### Task instructions
Send back the entries exactly as they were given.

******

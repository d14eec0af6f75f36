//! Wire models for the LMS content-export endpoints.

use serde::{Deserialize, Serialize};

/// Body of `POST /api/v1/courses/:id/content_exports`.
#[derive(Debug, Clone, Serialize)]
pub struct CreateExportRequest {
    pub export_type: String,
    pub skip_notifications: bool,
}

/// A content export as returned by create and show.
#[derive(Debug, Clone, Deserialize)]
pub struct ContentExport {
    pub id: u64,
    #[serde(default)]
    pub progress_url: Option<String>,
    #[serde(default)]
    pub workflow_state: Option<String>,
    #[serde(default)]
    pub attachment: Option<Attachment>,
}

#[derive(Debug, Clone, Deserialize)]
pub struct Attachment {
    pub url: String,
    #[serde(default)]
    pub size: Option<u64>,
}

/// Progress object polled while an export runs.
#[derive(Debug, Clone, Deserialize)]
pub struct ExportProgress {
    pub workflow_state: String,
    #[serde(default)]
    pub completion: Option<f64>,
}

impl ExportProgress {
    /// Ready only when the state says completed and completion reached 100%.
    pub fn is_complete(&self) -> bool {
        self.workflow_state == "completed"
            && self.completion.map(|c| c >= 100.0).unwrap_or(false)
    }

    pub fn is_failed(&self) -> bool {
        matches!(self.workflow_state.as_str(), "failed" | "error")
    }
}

******

### Expected answer
repository d14eec0af6f75f36
//! Wire models for the LMS content-export endpoints.

use serde::{Deserialize, Serialize};

/// Body of `POST /api/v1/courses/:id/content_exports`.
#[derive(Debug, Clone, Serialize)]
pub struct CreateExportRequest {
    pub export_type: String,
    pub skip_notifications: bool,
}

/// A content export as returned by create and show.
#[derive(Debug, Clone, Deserialize)]
pub struct ContentExport {
    pub id: u64,
    #[serde(default)]
    pub progress_url: Option<String>,
    #[serde(default)]
    pub workflow_state: Option<String>,
    #[serde(default)]
    pub attachment: Option<Attachment>,
}

#[derive(Debug, Clone, Deserialize)]
pub struct Attachment {
    pub url: String,
    #[serde(default)]
    pub size: Option<u64>,
}

/// Progress object polled while an export runs.
#[derive(Debug, Clone, Deserialize)]
pub struct ExportProgress {
    pub workflow_state: String,
    #[serde(default)]
    pub completion: Option<f64>,
}

impl ExportProgress {
    /// Ready only when the state says completed and completion reached 100%.
    pub fn is_complete(&self) -> bool {
        self.workflow_state == "completed"
            && self.completion.map(|c| c >= 100.0).unwrap_or(false)
    }

    pub fn is_failed(&self) -> bool {
        matches!(self.workflow_state.as_str(), "failed" | "error")
    }
}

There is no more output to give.